Padahal Rasulullah bersabda yang artinya: "Bukan termasuk golongan kami yang menyeru kepada 'ashobiyah. Bukan termasuk golongan kami orang yang berperang karena 'ashobiyah. Bukan termasuk golongan kami orang yang mati di atas 'ashobiyah." (HR Abu Dawud). Lebih dari itu Rasulullah tegas memerintahkan untuk meninggalkan 'ashobiyah, "Tinggalkanlah 'ashobiyah itu karena sungguh 'ashobiyah itu bau busuk (menjijikkan)!" (HR Bukhari Muslim).
Kamuflase 'ashobiyah dalam bentuk nation state ini tidak serta merta membesar dengan sendirinya. Ini merupakan bagian dari grand design penjajah kafir yang tidak menginginkan kaum muslimin terus berada dalam satu persatuan utuh sedunia. Pada tahun 1916 penjajah secara rahasia bersepakat memecah kekuasaan Kekhilafahan Ustmaniyah saat itu menjadi negara-negara kecil yang terpisah-pisah batas imaginer melalui perjanjian Sykes-Picot.
Pemecahan ini sengaja dilakukan supaya kekhilafahan yang dibaca akan kalah pada perang dunia yang tengah berlangsung, kelak tidak akan berpotensi bersatu kembali menjadi negara adidaya sebagaimana ratusan tahun sebelumnya.

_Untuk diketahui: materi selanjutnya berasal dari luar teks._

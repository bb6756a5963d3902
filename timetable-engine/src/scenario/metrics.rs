//! Per-scenario metrics and baseline comparison.

use std::collections::HashSet;
use std::fmt;

use serde::Serialize;

use crate::detect::Conflict;
use crate::domain::TrainId;
use crate::timetable::Timetable;

/// How a scenario's detect/repair cycle ended.
#[derive(Debug, Clone, PartialEq, Eq, Serialize)]
#[serde(tag = "status", rename_all = "snake_case")]
pub enum ScenarioOutcome {
    /// No conflicts were found; nothing was changed.
    AlreadyFeasible,
    /// Every conflict was repaired.
    Repaired,
    /// Repair gave up; metrics describe the input timetable.
    Infeasible,
    /// The scenario's input was rejected.
    Failed { message: String },
    Cancelled,
}

impl ScenarioOutcome {
    /// True if detection ran and the metrics describe a timetable.
    pub fn is_measured(&self) -> bool {
        matches!(
            self,
            ScenarioOutcome::AlreadyFeasible
                | ScenarioOutcome::Repaired
                | ScenarioOutcome::Infeasible
        )
    }
}

impl fmt::Display for ScenarioOutcome {
    fn fmt(&self, f: &mut fmt::Formatter<'_>) -> fmt::Result {
        match self {
            ScenarioOutcome::AlreadyFeasible => f.write_str("already feasible"),
            ScenarioOutcome::Repaired => f.write_str("repaired"),
            ScenarioOutcome::Infeasible => f.write_str("infeasible"),
            ScenarioOutcome::Failed { message } => write!(f, "failed: {message}"),
            ScenarioOutcome::Cancelled => f.write_str("cancelled"),
        }
    }
}

/// Metrics for one evaluated scenario.
#[derive(Debug, Clone, PartialEq, Serialize)]
pub struct ScenarioMetrics {
    pub name: String,
    pub outcome: ScenarioOutcome,
    /// Share of events whose deviation is within their lateness bound.
    pub on_time_ratio: f64,
    /// Mean lateness over all events, early events counting as zero.
    pub average_delay_sec: f64,
    pub max_delay_sec: i64,
    /// Trains none of whose events is named by a residual conflict.
    pub throughput: usize,
    pub conflicts_detected: usize,
    pub conflicts_resolved: usize,
    pub residual_conflicts: usize,
    /// Events moved to another platform relative to the input.
    pub platform_changes: usize,
    /// Events whose time differs from the input.
    pub retimed_events: usize,
    /// Occupancies excluded for platform length in the measured timetable.
    pub validation_warnings: usize,
}

/// Signed differences between a scenario and the baseline.
#[derive(Debug, Clone, PartialEq, Serialize)]
pub struct MetricsDelta {
    pub name: String,
    pub on_time_ratio: f64,
    pub average_delay_sec: f64,
    pub max_delay_sec: i64,
    pub throughput: i64,
    pub conflicts_detected: i64,
    pub conflicts_resolved: i64,
    pub residual_conflicts: i64,
    pub platform_changes: i64,
    pub retimed_events: i64,
}

/// What the evaluator knows after running one scenario.
pub(super) struct Measurement<'a> {
    pub outcome: ScenarioOutcome,
    pub input: &'a Timetable,
    pub measured: &'a Timetable,
    pub detected: &'a [Conflict],
    pub residual: &'a [Conflict],
    pub validation_warnings: usize,
}

impl ScenarioMetrics {
    pub(super) fn measure(name: &str, m: Measurement<'_>) -> Self {
        let mut events = 0usize;
        let mut on_time = 0usize;
        let mut total_delay = 0i64;
        let mut max_delay = 0i64;
        let mut platform_changes = 0usize;
        let mut retimed_events = 0usize;

        for (train, event) in m.measured.iter_events() {
            events += 1;
            if event.is_on_time() {
                on_time += 1;
            }
            let delay = event.deviation_sec().max(0);
            total_delay += delay;
            max_delay = max_delay.max(delay);

            if let Some(original) = m.input.event(train, &event.id) {
                if original.platform != event.platform {
                    platform_changes += 1;
                }
                if original.time() != event.time() {
                    retimed_events += 1;
                }
            }
        }

        let blocked: HashSet<&TrainId> = m
            .residual
            .iter()
            .flat_map(|c| c.involved.iter().map(|e| &e.train))
            .collect();
        let throughput = m
            .measured
            .scheduled_trains()
            .filter(|train| !blocked.contains(train))
            .count();

        let (on_time_ratio, average_delay_sec) = if events == 0 {
            (1.0, 0.0)
        } else {
            (
                on_time as f64 / events as f64,
                total_delay as f64 / events as f64,
            )
        };

        Self {
            name: name.to_string(),
            outcome: m.outcome,
            on_time_ratio,
            average_delay_sec,
            max_delay_sec: max_delay,
            throughput,
            conflicts_detected: m.detected.len(),
            conflicts_resolved: m.detected.len().saturating_sub(m.residual.len()),
            residual_conflicts: m.residual.len(),
            platform_changes,
            retimed_events,
            validation_warnings: m.validation_warnings,
        }
    }

    /// Metrics for a scenario that never got as far as detection.
    pub fn unmeasured(name: &str, outcome: ScenarioOutcome) -> Self {
        Self {
            name: name.to_string(),
            outcome,
            on_time_ratio: 0.0,
            average_delay_sec: 0.0,
            max_delay_sec: 0,
            throughput: 0,
            conflicts_detected: 0,
            conflicts_resolved: 0,
            residual_conflicts: 0,
            platform_changes: 0,
            retimed_events: 0,
            validation_warnings: 0,
        }
    }

    /// Signed difference `self - baseline`, or `None` if either side
    /// never got measured.
    pub fn delta_from(&self, baseline: &ScenarioMetrics) -> Option<MetricsDelta> {
        if !self.outcome.is_measured() || !baseline.outcome.is_measured() {
            return None;
        }
        let diff = |a: usize, b: usize| a as i64 - b as i64;
        Some(MetricsDelta {
            name: self.name.clone(),
            on_time_ratio: self.on_time_ratio - baseline.on_time_ratio,
            average_delay_sec: self.average_delay_sec - baseline.average_delay_sec,
            max_delay_sec: self.max_delay_sec - baseline.max_delay_sec,
            throughput: diff(self.throughput, baseline.throughput),
            conflicts_detected: diff(self.conflicts_detected, baseline.conflicts_detected),
            conflicts_resolved: diff(self.conflicts_resolved, baseline.conflicts_resolved),
            residual_conflicts: diff(self.residual_conflicts, baseline.residual_conflicts),
            platform_changes: diff(self.platform_changes, baseline.platform_changes),
            retimed_events: diff(self.retimed_events, baseline.retimed_events),
        })
    }
}
//! Topology error types.

use std::path::PathBuf;

use crate::domain::{PlatformId, SegmentId, StationId};

/// Errors raised while building the network graph.
///
/// Any of these rejects the whole network: the graph is never partially
/// constructed.
#[derive(Debug, thiserror::Error)]
pub enum TopologyError {
    /// Reading the network document failed
    #[error("failed to read network from {path}: {source}")]
    Io {
        path: PathBuf,
        #[source]
        source: std::io::Error,
    },

    /// The network document is not valid JSON for the schema
    #[error("network JSON parse error: {message}")]
    Json { message: String },

    /// Two stations share an id
    #[error("duplicate station {0}")]
    DuplicateStation(StationId),

    /// Two platforms of one station share an id
    #[error("duplicate platform {platform} at station {station}")]
    DuplicatePlatform {
        station: StationId,
        platform: PlatformId,
    },

    /// A platform has a non-positive length
    #[error("platform {platform} at station {station} must have a positive length")]
    InvalidPlatformLength {
        station: StationId,
        platform: PlatformId,
    },

    /// Two segments share an id
    #[error("duplicate segment {0}")]
    DuplicateSegment(SegmentId),

    /// Two segments connect the same ordered pair of stations
    #[error("segments {first} and {second} both run from {from} to {to}")]
    ParallelSegments {
        first: SegmentId,
        second: SegmentId,
        from: StationId,
        to: StationId,
    },

    /// A segment references a station that does not exist
    #[error("segment {segment} references unknown station {station}")]
    UnknownStation {
        segment: SegmentId,
        station: StationId,
    },

    /// A segment starts and ends at the same station
    #[error("segment {0} starts and ends at the same station")]
    SelfLoop(SegmentId),

    /// A segment admits no trains
    #[error("segment {0} must have capacity of at least 1")]
    ZeroCapacity(SegmentId),
}
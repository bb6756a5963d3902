//! Timetable event types.
//!
//! `EventRecord` is the persisted, unvalidated shape of an event. The engine
//! only works with `TimetableEvent`, produced by `Timetable::build` once the
//! record has been checked against the topology and the dwell policy.

use chrono::Duration;
use serde::{Deserialize, Serialize};

use crate::domain::{EventId, EventKind, PlatformId, RailTime, StationId, TimeWindow, TrainId};

/// A timetable event as stored or received over the wire.
#[derive(Debug, Clone, PartialEq, Serialize, Deserialize)]
pub struct EventRecord {
    pub train_id: TrainId,
    pub event_id: EventId,
    #[serde(rename = "type")]
    pub kind: EventKind,
    pub station_id: StationId,
    pub platform_id: PlatformId,
    pub scheduled_time: RailTime,
    /// Retimed value set by the repairer.
    #[serde(default, skip_serializing_if = "Option::is_none")]
    pub actual_time: Option<RailTime>,
    #[serde(default, skip_serializing_if = "Option::is_none")]
    pub dwell_sec: Option<u32>,
    pub earliness_sec: u32,
    pub lateness_sec: u32,
}

/// A validated event belonging to one train.
#[derive(Debug, Clone, PartialEq, Serialize)]
pub struct TimetableEvent {
    pub id: EventId,
    pub kind: EventKind,
    pub station: StationId,
    pub platform: PlatformId,
    /// The published time.
    pub scheduled: RailTime,
    /// The repaired time, if the event has been moved.
    pub actual: Option<RailTime>,
    pub dwell_sec: u32,
    pub earliness_sec: u32,
    pub lateness_sec: u32,
}

impl TimetableEvent {
    /// Returns the effective time: actual if retimed, else scheduled.
    pub fn time(&self) -> RailTime {
        self.actual.unwrap_or(self.scheduled)
    }

    /// Returns the dwell as a Duration.
    pub fn dwell(&self) -> Duration {
        Duration::seconds(i64::from(self.dwell_sec))
    }

    /// Returns the allowed earliness as a Duration.
    pub fn earliness(&self) -> Duration {
        Duration::seconds(i64::from(self.earliness_sec))
    }

    /// Returns the allowed lateness as a Duration.
    pub fn lateness(&self) -> Duration {
        Duration::seconds(i64::from(self.lateness_sec))
    }

    /// The inclusive range of times this event may be moved to.
    pub fn allowed_range(&self) -> (RailTime, RailTime) {
        (
            self.scheduled - self.earliness(),
            self.scheduled + self.lateness(),
        )
    }

    /// True if `time` lies within `[scheduled - earliness, scheduled + lateness]`.
    pub fn allows(&self, time: RailTime) -> bool {
        let (earliest, latest) = self.allowed_range();
        earliest <= time && time <= latest
    }

    /// Signed seconds between effective and scheduled time (positive = late).
    pub fn deviation_sec(&self) -> i64 {
        self.time().seconds_since(self.scheduled)
    }

    /// True if the effective time is within the lateness bound.
    pub fn is_on_time(&self) -> bool {
        self.deviation_sec().abs() <= i64::from(self.lateness_sec)
    }

    /// Window for a platform stop of `dwell` either side of the event.
    pub(crate) fn dwell_window(&self) -> TimeWindow {
        match self.kind {
            EventKind::Arrival => TimeWindow::starting_at(self.time(), self.dwell()),
            EventKind::Departure => {
                TimeWindow::starting_at(self.time() - self.dwell(), self.dwell())
            }
        }
    }

    /// Convert back to the persisted shape.
    pub fn to_record(&self, train: &TrainId) -> EventRecord {
        EventRecord {
            train_id: train.clone(),
            event_id: self.id.clone(),
            kind: self.kind,
            station_id: self.station.clone(),
            platform_id: self.platform.clone(),
            scheduled_time: self.scheduled,
            actual_time: self.actual,
            dwell_sec: Some(self.dwell_sec),
            earliness_sec: self.earliness_sec,
            lateness_sec: self.lateness_sec,
        }
    }
}
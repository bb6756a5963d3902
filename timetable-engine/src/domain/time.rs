//! Rail time handling.
//!
//! Timetable events are stamped with a calendar date and a time of day at
//! one-second resolution. Occupancy, traversal and maintenance periods are
//! all expressed as half-open [`TimeWindow`]s over these times.

use chrono::{DateTime, Duration, NaiveDate, NaiveDateTime, NaiveTime, Timelike};
use serde::{Deserialize, Deserializer, Serialize, Serializer};
use std::fmt;
use std::ops::{Add, Sub};

/// Serialized form of a [`RailTime`].
const WIRE_FORMAT: &str = "%Y-%m-%dT%H:%M:%S";

/// Error returned when parsing an invalid time string or window.
#[derive(Debug, Clone, PartialEq, Eq, thiserror::Error)]
#[error("invalid time: {reason}")]
pub struct TimeError {
    reason: &'static str,
}

impl TimeError {
    fn new(reason: &'static str) -> Self {
        Self { reason }
    }
}

/// A date-aware time for rail events.
///
/// Services running past midnight need the date as well as the time of day,
/// so two events at "00:10" on different dates compare correctly.
///
/// # Examples
///
/// ```
/// use timetable_engine::domain::RailTime;
/// use chrono::NaiveDate;
///
/// let date = NaiveDate::from_ymd_opt(2025, 9, 20).unwrap();
/// let time = RailTime::parse_hhmm("08:20", date).unwrap();
/// assert_eq!(time.to_string(), "08:20");
/// ```
#[derive(Clone, Copy, PartialEq, Eq, Hash, PartialOrd, Ord)]
pub struct RailTime(NaiveDateTime);

impl RailTime {
    /// Create a new RailTime from date and time components.
    pub fn new(date: NaiveDate, time: NaiveTime) -> Self {
        Self(date.and_time(time))
    }

    /// Create a RailTime from a full date-time.
    pub fn from_datetime(dt: NaiveDateTime) -> Self {
        Self(dt)
    }

    /// Parse a time from "HH:MM" or "HH:MM:SS" format with a given date.
    ///
    /// # Examples
    ///
    /// ```
    /// use timetable_engine::domain::RailTime;
    /// use chrono::NaiveDate;
    ///
    /// let date = NaiveDate::from_ymd_opt(2025, 9, 20).unwrap();
    ///
    /// assert!(RailTime::parse_hhmm("00:00", date).is_ok());
    /// assert!(RailTime::parse_hhmm("23:59:30", date).is_ok());
    ///
    /// assert!(RailTime::parse_hhmm("0820", date).is_err());
    /// assert!(RailTime::parse_hhmm("25:00", date).is_err());
    /// ```
    pub fn parse_hhmm(s: &str, date: NaiveDate) -> Result<Self, TimeError> {
        let bytes = s.as_bytes();

        if bytes.len() != 5 && bytes.len() != 8 {
            return Err(TimeError::new("expected HH:MM or HH:MM:SS format"));
        }
        if bytes[2] != b':' || (bytes.len() == 8 && bytes[5] != b':') {
            return Err(TimeError::new("expected colon separators"));
        }

        let hour =
            parse_two_digits(&bytes[0..2]).ok_or_else(|| TimeError::new("invalid hour digits"))?;
        if hour > 23 {
            return Err(TimeError::new("hour must be 0-23"));
        }

        let minute = parse_two_digits(&bytes[3..5])
            .ok_or_else(|| TimeError::new("invalid minute digits"))?;
        if minute > 59 {
            return Err(TimeError::new("minute must be 0-59"));
        }

        let second = if bytes.len() == 8 {
            let second = parse_two_digits(&bytes[6..8])
                .ok_or_else(|| TimeError::new("invalid second digits"))?;
            if second > 59 {
                return Err(TimeError::new("second must be 0-59"));
            }
            second
        } else {
            0
        };

        let time = NaiveTime::from_hms_opt(hour, minute, second)
            .ok_or_else(|| TimeError::new("invalid time"))?;

        Ok(Self::new(date, time))
    }

    /// Parse the wire format, `YYYY-MM-DDTHH:MM:SS`.
    ///
    /// RFC 3339 strings with an offset (`2025-09-20T08:00:00Z`) are also
    /// accepted and normalised to UTC.
    pub fn parse_iso(s: &str) -> Result<Self, TimeError> {
        if let Ok(dt) = DateTime::parse_from_rfc3339(s) {
            return Ok(Self(dt.naive_utc()).truncated());
        }
        NaiveDateTime::parse_from_str(s, WIRE_FORMAT)
            .map(Self)
            .map_err(|_| TimeError::new("expected YYYY-MM-DDTHH:MM:SS"))
    }

    /// Drop any sub-second component.
    fn truncated(self) -> Self {
        Self(self.0.with_nanosecond(0).unwrap_or(self.0))
    }

    /// Returns the date component.
    pub fn date(&self) -> NaiveDate {
        self.0.date()
    }

    /// Returns the time component.
    pub fn time(&self) -> NaiveTime {
        self.0.time()
    }

    /// Returns the hour (0-23).
    pub fn hour(&self) -> u32 {
        self.0.hour()
    }

    /// Returns the minute (0-59).
    pub fn minute(&self) -> u32 {
        self.0.minute()
    }

    /// Returns the second (0-59).
    pub fn second(&self) -> u32 {
        self.0.second()
    }

    /// Converts to a NaiveDateTime.
    pub fn to_datetime(&self) -> NaiveDateTime {
        self.0
    }

    /// Add a duration to this time, crossing midnight as needed.
    pub fn checked_add(&self, duration: Duration) -> Option<Self> {
        self.0.checked_add_signed(duration).map(Self)
    }

    /// Subtract a duration from this time.
    pub fn checked_sub(&self, duration: Duration) -> Option<Self> {
        self.0.checked_sub_signed(duration).map(Self)
    }

    /// Returns the duration between two times.
    ///
    /// Returns a negative duration if `other` is after `self`.
    pub fn signed_duration_since(&self, other: Self) -> Duration {
        self.0.signed_duration_since(other.0)
    }

    /// Whole seconds from `other` to `self`.
    pub fn seconds_since(&self, other: Self) -> i64 {
        self.signed_duration_since(other).num_seconds()
    }
}

impl Add<Duration> for RailTime {
    type Output = Self;

    fn add(self, rhs: Duration) -> Self::Output {
        self.checked_add(rhs).expect("time overflow")
    }
}

impl Sub<Duration> for RailTime {
    type Output = Self;

    fn sub(self, rhs: Duration) -> Self::Output {
        self.checked_sub(rhs).expect("time overflow")
    }
}

impl fmt::Debug for RailTime {
    fn fmt(&self, f: &mut fmt::Formatter<'_>) -> fmt::Result {
        write!(f, "RailTime({})", self.0.format(WIRE_FORMAT))
    }
}

impl fmt::Display for RailTime {
    fn fmt(&self, f: &mut fmt::Formatter<'_>) -> fmt::Result {
        if self.second() == 0 {
            write!(f, "{:02}:{:02}", self.hour(), self.minute())
        } else {
            write!(
                f,
                "{:02}:{:02}:{:02}",
                self.hour(),
                self.minute(),
                self.second()
            )
        }
    }
}

impl Serialize for RailTime {
    fn serialize<S: Serializer>(&self, serializer: S) -> Result<S::Ok, S::Error> {
        serializer.collect_str(&self.0.format(WIRE_FORMAT))
    }
}

impl<'de> Deserialize<'de> for RailTime {
    fn deserialize<D: Deserializer<'de>>(deserializer: D) -> Result<Self, D::Error> {
        let s = String::deserialize(deserializer)?;
        Self::parse_iso(&s).map_err(serde::de::Error::custom)
    }
}

/// Parse two ASCII digit bytes into a u32.
fn parse_two_digits(bytes: &[u8]) -> Option<u32> {
    if bytes.len() != 2 {
        return None;
    }
    let d1 = (bytes[0] as char).to_digit(10)?;
    let d2 = (bytes[1] as char).to_digit(10)?;
    Some(d1 * 10 + d2)
}

/// A half-open time window `[start, end)`.
#[derive(Clone, Copy, PartialEq, Eq, Hash, PartialOrd, Ord, Serialize)]
pub struct TimeWindow {
    start: RailTime,
    end: RailTime,
}

impl TimeWindow {
    /// Create a window, rejecting `end < start`.
    pub fn new(start: RailTime, end: RailTime) -> Result<Self, TimeError> {
        if end < start {
            return Err(TimeError::new("window end is before its start"));
        }
        Ok(Self { start, end })
    }

    /// Create a window starting at `start` and lasting `length`.
    ///
    /// Negative lengths yield an empty window at `start`.
    pub fn starting_at(start: RailTime, length: Duration) -> Self {
        let end = if length > Duration::zero() {
            start + length
        } else {
            start
        };
        Self { start, end }
    }

    pub fn start(&self) -> RailTime {
        self.start
    }

    pub fn end(&self) -> RailTime {
        self.end
    }

    pub fn duration(&self) -> Duration {
        self.end.signed_duration_since(self.start)
    }

    pub fn is_empty(&self) -> bool {
        self.start == self.end
    }

    /// True if the windows share at least one instant.
    ///
    /// Windows that merely touch (`a.end == b.start`) do not overlap.
    pub fn overlaps(&self, other: &Self) -> bool {
        self.start < other.end && other.start < self.end
    }

    /// The common part of two overlapping windows.
    pub fn intersection(&self, other: &Self) -> Option<Self> {
        if !self.overlaps(other) {
            return None;
        }
        Some(Self {
            start: self.start.max(other.start),
            end: self.end.min(other.end),
        })
    }

    /// True if `instant` lies inside the window.
    pub fn contains(&self, instant: RailTime) -> bool {
        self.start <= instant && instant < self.end
    }

    /// The same window moved by `delta`.
    pub fn shifted(&self, delta: Duration) -> Self {
        Self {
            start: self.start + delta,
            end: self.end + delta,
        }
    }
}

impl fmt::Debug for TimeWindow {
    fn fmt(&self, f: &mut fmt::Formatter<'_>) -> fmt::Result {
        write!(f, "TimeWindow({:?}..{:?})", self.start, self.end)
    }
}

impl fmt::Display for TimeWindow {
    fn fmt(&self, f: &mut fmt::Formatter<'_>) -> fmt::Result {
        write!(f, "[{}, {})", self.start, self.end)
    }
}

impl<'de> Deserialize<'de> for TimeWindow {
    fn deserialize<D: Deserializer<'de>>(deserializer: D) -> Result<Self, D::Error> {
        #[derive(Deserialize)]
        struct Raw {
            start: RailTime,
            end: RailTime,
        }

        let raw = Raw::deserialize(deserializer)?;
        Self::new(raw.start, raw.end).map_err(serde::de::Error::custom)
    }
}


#[cfg(test)]
mod proptests {
    use super::*;
    use proptest::prelude::*;

    fn base() -> RailTime {
        RailTime::parse_hhmm("06:00", NaiveDate::from_ymd_opt(2025, 9, 20).unwrap()).unwrap()
    }

    fn arb_window() -> impl Strategy<Value = TimeWindow> {
        (0i64..7200, 0i64..1800).prop_map(|(start, len)| {
            TimeWindow::starting_at(base() + Duration::seconds(start), Duration::seconds(len))
        })
    }

    proptest! {
        /// Overlap is symmetric
        #[test]
        fn overlap_symmetric(a in arb_window(), b in arb_window()) {
            prop_assert_eq!(a.overlaps(&b), b.overlaps(&a));
        }

        /// The intersection lies inside both windows and is non-empty
        #[test]
        fn intersection_within_both(a in arb_window(), b in arb_window()) {
            if let Some(i) = a.intersection(&b) {
                prop_assert!(!i.is_empty());
                prop_assert!(i.start() >= a.start() && i.end() <= a.end());
                prop_assert!(i.start() >= b.start() && i.end() <= b.end());
            }
        }

        /// Any "HH:MM" time parses back to the same display string
        #[test]
        fn hhmm_roundtrip(h in 0u32..24, m in 0u32..60) {
            let s = format!("{:02}:{:02}", h, m);
            let d = NaiveDate::from_ymd_opt(2025, 9, 20).unwrap();
            let time = RailTime::parse_hhmm(&s, d).unwrap();
            prop_assert_eq!(time.to_string(), s);
        }
    }
}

Saat itu negara-negara penjajah memandang kekhilafahan menjadi penghalang atas ambisi mereka untuk melakukan imperialisme dan kolonialisme atas negeri-negeri kaya sumber daya yang dihuni kaum muslimin. Artinya penjajah tidak mau dihalangi motif ekonominya menguasai kekayaan alam yang sudah mereka incar.
Dampak jangka panjang perjanjian ini membuat kaum muslimin yang seharusnya menjadi ummatan wahidan terpecah-pecah oleh batas semu. Masing-masing ter-disintegrasi berdasarkan nation state nya sendiri-sendiri, disibukkan dengan dapur dalam negeri nya masing-masing, sehingga kepentingan dalam negeri menjadi sakral di atas segalanya. Mudah disulut perselisihan jika sudah berkaitan dengan batas-batas nation statenya.
Pada saat yang sama dikikis secara perlahan rasa persatuan sesama muslim yang seharusnya saling menguatkan satu sama lain terutama dalam hal agama. Hingga atas nama menjaga stabilitas dalam negeri, kalau ada persoalan kaum muslim dizalimi di luar negerinya, dianggap cukup hanya sekedar bersimpati secara retorika semata.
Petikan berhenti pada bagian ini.